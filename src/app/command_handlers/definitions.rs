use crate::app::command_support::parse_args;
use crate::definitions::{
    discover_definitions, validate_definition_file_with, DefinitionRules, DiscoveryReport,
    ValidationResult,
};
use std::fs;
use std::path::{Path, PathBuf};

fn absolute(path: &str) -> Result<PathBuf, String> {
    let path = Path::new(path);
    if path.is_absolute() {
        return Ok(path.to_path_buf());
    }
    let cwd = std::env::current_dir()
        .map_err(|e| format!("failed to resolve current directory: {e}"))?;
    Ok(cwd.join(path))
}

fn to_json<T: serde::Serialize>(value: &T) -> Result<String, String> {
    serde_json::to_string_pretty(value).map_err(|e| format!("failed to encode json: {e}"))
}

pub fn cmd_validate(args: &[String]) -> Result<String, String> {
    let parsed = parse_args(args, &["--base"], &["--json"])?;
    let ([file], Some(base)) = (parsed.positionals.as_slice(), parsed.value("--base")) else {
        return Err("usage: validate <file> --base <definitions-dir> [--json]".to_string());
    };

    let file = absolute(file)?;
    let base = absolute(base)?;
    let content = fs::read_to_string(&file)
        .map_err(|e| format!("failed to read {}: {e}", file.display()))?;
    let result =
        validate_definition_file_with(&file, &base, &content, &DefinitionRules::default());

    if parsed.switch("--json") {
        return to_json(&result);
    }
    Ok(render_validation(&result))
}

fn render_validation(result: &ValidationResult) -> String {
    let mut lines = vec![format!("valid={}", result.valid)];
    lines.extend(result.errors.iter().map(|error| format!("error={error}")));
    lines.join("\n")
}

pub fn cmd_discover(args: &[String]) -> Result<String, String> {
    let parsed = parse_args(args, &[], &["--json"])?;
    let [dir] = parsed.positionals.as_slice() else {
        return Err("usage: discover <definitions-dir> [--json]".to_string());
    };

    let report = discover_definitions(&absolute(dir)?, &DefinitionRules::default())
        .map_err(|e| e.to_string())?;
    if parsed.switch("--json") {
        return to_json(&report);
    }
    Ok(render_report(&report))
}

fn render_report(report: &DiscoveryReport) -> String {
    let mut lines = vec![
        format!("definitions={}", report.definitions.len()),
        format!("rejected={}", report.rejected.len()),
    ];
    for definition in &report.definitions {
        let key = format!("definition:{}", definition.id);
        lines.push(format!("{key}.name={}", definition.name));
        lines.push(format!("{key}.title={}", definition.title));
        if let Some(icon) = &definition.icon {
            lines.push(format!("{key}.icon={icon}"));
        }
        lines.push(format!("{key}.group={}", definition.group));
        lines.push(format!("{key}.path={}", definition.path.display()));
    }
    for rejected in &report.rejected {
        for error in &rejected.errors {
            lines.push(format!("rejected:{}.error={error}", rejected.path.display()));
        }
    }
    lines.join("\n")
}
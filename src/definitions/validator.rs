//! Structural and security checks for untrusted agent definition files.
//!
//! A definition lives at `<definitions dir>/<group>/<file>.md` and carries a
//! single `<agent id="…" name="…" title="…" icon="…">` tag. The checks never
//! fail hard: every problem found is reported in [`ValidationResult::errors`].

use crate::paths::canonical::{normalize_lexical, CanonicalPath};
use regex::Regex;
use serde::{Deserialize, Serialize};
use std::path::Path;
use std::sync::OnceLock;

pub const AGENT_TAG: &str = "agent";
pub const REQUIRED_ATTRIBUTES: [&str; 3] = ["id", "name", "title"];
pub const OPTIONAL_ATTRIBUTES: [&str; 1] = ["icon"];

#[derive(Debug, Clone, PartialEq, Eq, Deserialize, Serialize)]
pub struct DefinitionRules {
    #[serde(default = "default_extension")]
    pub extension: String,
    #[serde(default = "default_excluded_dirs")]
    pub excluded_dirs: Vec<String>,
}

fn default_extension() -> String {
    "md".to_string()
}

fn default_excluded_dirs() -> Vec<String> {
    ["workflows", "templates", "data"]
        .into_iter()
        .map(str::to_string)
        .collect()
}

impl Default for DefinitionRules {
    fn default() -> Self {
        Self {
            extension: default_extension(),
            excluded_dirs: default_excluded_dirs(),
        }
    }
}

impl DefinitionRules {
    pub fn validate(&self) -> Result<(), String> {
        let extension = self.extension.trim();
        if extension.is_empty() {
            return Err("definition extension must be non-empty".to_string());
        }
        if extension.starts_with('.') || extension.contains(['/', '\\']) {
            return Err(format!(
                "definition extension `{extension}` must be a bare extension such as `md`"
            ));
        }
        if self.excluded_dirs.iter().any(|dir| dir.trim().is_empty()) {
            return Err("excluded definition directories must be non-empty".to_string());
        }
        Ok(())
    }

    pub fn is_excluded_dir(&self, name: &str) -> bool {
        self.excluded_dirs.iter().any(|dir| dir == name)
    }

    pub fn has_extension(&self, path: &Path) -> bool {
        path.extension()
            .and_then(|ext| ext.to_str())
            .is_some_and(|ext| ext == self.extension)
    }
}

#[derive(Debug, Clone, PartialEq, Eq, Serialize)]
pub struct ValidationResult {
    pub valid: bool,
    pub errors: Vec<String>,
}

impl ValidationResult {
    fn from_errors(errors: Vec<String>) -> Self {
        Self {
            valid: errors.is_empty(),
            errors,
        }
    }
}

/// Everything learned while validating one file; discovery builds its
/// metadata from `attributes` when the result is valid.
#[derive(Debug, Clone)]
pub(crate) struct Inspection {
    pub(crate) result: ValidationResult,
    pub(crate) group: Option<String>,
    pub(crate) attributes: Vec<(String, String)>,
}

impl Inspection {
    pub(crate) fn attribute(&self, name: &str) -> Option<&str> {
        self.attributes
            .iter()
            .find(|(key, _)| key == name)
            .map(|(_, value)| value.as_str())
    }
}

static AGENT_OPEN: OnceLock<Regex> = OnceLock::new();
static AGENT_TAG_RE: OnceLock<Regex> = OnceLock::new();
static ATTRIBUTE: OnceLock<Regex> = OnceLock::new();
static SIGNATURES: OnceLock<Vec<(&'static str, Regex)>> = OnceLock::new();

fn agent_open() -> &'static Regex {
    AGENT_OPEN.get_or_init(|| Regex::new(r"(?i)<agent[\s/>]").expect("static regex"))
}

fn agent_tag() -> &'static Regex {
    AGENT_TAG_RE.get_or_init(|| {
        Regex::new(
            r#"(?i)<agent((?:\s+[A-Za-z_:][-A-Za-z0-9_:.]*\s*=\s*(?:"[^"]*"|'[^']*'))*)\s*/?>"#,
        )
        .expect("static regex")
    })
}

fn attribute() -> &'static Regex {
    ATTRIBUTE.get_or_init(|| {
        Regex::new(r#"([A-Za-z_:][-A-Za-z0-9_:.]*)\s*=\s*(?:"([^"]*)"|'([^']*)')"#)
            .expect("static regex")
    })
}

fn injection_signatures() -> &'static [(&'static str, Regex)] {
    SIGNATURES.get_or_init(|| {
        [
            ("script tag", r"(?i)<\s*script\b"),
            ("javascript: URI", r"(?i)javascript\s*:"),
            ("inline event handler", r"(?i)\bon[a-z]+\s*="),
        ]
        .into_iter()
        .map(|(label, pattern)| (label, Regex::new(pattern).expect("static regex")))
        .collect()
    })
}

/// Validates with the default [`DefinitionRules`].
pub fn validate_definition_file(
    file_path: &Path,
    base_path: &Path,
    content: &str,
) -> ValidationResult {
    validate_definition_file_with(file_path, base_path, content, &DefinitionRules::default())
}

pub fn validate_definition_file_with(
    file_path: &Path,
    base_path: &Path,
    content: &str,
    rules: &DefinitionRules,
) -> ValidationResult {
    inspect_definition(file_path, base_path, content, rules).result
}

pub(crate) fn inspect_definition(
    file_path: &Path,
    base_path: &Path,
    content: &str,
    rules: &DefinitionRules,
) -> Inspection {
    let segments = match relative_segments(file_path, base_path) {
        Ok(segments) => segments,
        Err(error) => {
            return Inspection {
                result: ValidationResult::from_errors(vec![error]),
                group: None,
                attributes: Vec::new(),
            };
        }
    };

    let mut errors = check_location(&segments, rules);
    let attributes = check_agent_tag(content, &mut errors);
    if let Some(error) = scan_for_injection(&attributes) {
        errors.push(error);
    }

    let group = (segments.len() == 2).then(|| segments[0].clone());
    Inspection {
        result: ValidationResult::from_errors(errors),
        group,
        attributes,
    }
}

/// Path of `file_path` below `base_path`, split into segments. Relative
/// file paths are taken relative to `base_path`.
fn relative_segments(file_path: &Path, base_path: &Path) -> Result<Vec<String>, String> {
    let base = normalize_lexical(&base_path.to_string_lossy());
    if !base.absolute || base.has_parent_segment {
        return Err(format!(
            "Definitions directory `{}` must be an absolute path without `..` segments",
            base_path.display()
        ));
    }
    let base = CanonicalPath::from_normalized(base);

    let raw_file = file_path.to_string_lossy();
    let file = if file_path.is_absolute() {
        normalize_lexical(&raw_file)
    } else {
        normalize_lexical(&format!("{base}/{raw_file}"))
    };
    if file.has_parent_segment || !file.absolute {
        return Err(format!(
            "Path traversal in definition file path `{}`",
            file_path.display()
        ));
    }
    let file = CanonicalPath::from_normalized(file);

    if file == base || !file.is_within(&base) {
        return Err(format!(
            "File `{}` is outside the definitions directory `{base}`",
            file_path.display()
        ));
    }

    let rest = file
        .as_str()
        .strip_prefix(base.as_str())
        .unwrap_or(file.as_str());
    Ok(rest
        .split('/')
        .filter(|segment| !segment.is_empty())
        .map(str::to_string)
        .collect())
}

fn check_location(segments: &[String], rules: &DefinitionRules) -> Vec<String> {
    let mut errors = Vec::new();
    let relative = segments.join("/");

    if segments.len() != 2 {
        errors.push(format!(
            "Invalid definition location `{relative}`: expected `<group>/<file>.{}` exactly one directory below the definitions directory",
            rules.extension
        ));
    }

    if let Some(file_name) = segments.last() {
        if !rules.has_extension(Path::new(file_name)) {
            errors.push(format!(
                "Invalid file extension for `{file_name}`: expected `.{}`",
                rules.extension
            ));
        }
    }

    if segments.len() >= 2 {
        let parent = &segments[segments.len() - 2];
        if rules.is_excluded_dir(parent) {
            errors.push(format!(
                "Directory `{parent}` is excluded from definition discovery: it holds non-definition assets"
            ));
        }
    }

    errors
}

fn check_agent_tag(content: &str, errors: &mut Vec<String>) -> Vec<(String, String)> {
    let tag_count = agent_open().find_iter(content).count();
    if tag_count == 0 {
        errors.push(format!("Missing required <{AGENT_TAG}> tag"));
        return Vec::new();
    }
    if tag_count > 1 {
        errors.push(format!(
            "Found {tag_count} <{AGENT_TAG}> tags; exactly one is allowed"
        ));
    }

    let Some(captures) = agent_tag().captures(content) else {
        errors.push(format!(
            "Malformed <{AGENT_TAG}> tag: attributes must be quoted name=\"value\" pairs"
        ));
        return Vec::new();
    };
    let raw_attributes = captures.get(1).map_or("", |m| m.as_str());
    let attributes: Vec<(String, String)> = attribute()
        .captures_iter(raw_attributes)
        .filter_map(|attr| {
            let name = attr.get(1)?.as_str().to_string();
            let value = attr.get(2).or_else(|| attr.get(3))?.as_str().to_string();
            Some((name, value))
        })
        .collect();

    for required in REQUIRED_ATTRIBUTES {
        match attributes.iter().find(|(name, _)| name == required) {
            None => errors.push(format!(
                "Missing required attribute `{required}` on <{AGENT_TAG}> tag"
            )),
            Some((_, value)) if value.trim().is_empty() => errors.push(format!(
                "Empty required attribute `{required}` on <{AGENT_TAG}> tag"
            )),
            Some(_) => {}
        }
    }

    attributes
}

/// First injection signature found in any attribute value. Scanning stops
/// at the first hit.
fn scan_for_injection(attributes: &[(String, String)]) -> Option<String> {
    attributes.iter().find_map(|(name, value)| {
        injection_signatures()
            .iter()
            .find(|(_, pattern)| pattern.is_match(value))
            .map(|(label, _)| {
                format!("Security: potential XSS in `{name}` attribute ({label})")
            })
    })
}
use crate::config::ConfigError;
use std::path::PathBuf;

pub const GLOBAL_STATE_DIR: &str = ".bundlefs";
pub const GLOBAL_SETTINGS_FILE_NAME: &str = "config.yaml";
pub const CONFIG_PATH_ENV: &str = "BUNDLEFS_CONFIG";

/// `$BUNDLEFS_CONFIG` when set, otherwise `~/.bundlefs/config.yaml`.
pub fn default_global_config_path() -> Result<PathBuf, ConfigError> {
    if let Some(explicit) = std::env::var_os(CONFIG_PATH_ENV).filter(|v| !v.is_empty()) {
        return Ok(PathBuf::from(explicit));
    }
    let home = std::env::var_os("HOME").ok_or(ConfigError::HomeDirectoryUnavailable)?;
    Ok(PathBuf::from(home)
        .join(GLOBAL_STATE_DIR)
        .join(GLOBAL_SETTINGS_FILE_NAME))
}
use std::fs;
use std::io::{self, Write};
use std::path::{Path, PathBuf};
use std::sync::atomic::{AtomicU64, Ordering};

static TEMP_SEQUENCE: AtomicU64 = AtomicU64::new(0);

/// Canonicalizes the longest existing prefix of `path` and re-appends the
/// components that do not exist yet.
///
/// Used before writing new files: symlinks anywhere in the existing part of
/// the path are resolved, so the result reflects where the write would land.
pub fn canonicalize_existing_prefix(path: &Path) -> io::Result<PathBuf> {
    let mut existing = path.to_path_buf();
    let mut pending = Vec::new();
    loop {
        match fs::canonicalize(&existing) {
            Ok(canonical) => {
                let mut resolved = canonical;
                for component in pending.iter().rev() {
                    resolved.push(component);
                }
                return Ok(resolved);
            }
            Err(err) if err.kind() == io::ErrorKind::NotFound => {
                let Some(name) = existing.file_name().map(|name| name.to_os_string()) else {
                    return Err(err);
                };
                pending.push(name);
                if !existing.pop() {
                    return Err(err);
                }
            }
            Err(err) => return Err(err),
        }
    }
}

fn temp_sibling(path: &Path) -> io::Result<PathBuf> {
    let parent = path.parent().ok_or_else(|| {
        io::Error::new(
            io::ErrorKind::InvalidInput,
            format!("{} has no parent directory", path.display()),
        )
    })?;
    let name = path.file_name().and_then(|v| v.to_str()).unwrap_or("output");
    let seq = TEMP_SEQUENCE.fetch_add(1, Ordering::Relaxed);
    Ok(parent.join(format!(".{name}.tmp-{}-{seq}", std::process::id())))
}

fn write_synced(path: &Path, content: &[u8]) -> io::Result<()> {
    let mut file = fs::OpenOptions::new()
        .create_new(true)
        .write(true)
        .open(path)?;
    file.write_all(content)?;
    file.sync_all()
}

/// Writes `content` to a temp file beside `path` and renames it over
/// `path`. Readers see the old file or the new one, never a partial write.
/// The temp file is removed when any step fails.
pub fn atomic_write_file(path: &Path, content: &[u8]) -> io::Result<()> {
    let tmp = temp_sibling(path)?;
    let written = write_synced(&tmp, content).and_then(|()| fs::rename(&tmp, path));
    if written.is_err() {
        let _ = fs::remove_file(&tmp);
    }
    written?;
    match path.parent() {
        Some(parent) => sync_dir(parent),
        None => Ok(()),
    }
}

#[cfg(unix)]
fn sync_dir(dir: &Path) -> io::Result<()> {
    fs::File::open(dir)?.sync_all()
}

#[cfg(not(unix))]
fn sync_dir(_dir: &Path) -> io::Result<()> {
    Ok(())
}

###

Above are the records; from them, give again exactly the lines from the one containing "if let Some(error)" through the one containing "file paths are", both included.

    if let Some(error) = scan_for_injection(&attributes) {
        errors.push(error);
    }

    let group = (segments.len() == 2).then(|| segments[0].clone());
    Inspection {
        result: ValidationResult::from_errors(errors),
        group,
        attributes,
    }
}

/// Path of `file_path` below `base_path`, split into segments. Relative
/// file paths are taken relative to `base_path`.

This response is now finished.